Syzygy, Intra & Rick Ray Band
May 6th, 2005
The Winchester Tavern, Lakewood, OH, USA
I decided to write this review to not only relate my experience of the
Syzygy/Intra/Rick Ray Band show, but to also write about the fruitful Cleveland
progressive rock scene. Progressive rock and fusion fans in my area
(Northeastern Ohio) are lucky to have several highly talented progressive bands
right in our back yard. This was never more evident than at the two Cleveland
Progressive Rock and Fusion Festival events that took
place in September and December of 2004 and featured excellent local bands such
as Rare Blend, KMOB, and the Byron Nemeth Group. I should also mention how the
venue, The Winchester Tavern, is very supportive of both local and
international progressive rock acts as well as an ideal, intimate place to
see a show (I had the pleasure of seeing the great Allan Holdsworth there back
in January). We need venues that are willing to support progressive rock
because, unlike other genres, progressive rock strongly needs support to
survive and thrive in the 21st century.
Last night's show featured two of the bands that played at the first CPRFF
event back in September, Intra and the Rick Ray Band, as well as a
Cleveland-based band making their first live appearance in over 10 years
Syzygy. For those of you who are unfamiliar with
this excellent band, I will provide a brief overview here: Syzygy used to
be known as Witsend, and in 1993 Witsend released a highly acclaimed album
called Cosmos and Chaos. The album features a highly diverse collection of 12
songs that range from mellow acoustic ballads to all-out instrumental assaults.

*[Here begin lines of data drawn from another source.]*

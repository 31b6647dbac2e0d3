// Domain types and value objects
pub mod claim;
pub mod miner;
pub mod window;

// Re-export commonly used types
pub use claim::{ClaimError, ClaimPolicy, validate_unstake_amount};
pub use miner::{
    EarningRecord, LastSubmission, LoyaltyMultiplier, LpBalance, MinerRewards, ReprocessEarning,
    ReprocessSchedule,
};
pub use window::{EarningsWindow, WindowError};
pub mod claim;
pub mod cooldown;
pub mod orchestrator;
pub mod recency;
pub mod ticker;

// Re-export key components
pub use claim::{ClaimController, ClaimSubmitter};
pub use cooldown::{Admission, CooldownDomain, CooldownGate};
pub use orchestrator::{CancelHandle, FetchError, FetchOrchestrator};
pub use recency::{RecencyCache, RecencyEntry};
pub use ticker::CountdownTicker;
#[cfg(not(target_arch = "wasm32"))]
pub use ticker::spawn_countdown;
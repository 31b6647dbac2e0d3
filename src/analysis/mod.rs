pub mod windowed_stats;

pub use windowed_stats::{WindowedStats, aggregate};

They changed their name to Syzygy and released an album back in 2003 called The
Allegory of Light, which I consider one of the top progressive rock releases of
that year if not THE top release. The album features three epics (The Allegory
of Light, In the Age of Mankind, and The Journey of Myrrdin) in addition
to two shorter pieces. The core band members are the charismatic Carl
Baldassarre on guitars and vocals, Sam Giunta on keyboards, and Paul Mihacevich
on drums. In addition, at last night's show they introduced a new official
member, Alan Rolik on bass and vocals. During the show, Carl mentioned how Paul
and Alan were recently named "best drummer" and "best bass player" in the
country by Forbes magazine! After watching them perform last night I can see
I should mention here that the ticket cost a mere $5 what a steal! In
this era of astronomical concert ticket prices, paying $5 to see 3 top notch
bands is a wonderful thing. Now on to the performance after sound check and a
short break, Syzygy took the stage accompanied by a classical music piece
(which reminded me of how Yes takes the stage to Stravinsky's Firebird Suite)
and then began playing a new song called Tracker, which was an intricate,
rocking song faithful to their first two releases. I should note that the
entire set was comprised of music that will be on their next release. The next
song was a longer piece called Dreams, and since it was the first time I
heard the song I don't recall enough about it to describe it accurately, but I
do remember enjoying it quite a bit.
After Dreams, Carl took the time to thank the audience for attending the
show. He said, "Not everything today can be boiled down to 30 seconds
sometimes it's nice to sit back and enjoy a good 20 minute progressive rock
song!", which triggered applause. He talked about the importance of supporting
progressive rock in this day and age, which he described as a "dying art form".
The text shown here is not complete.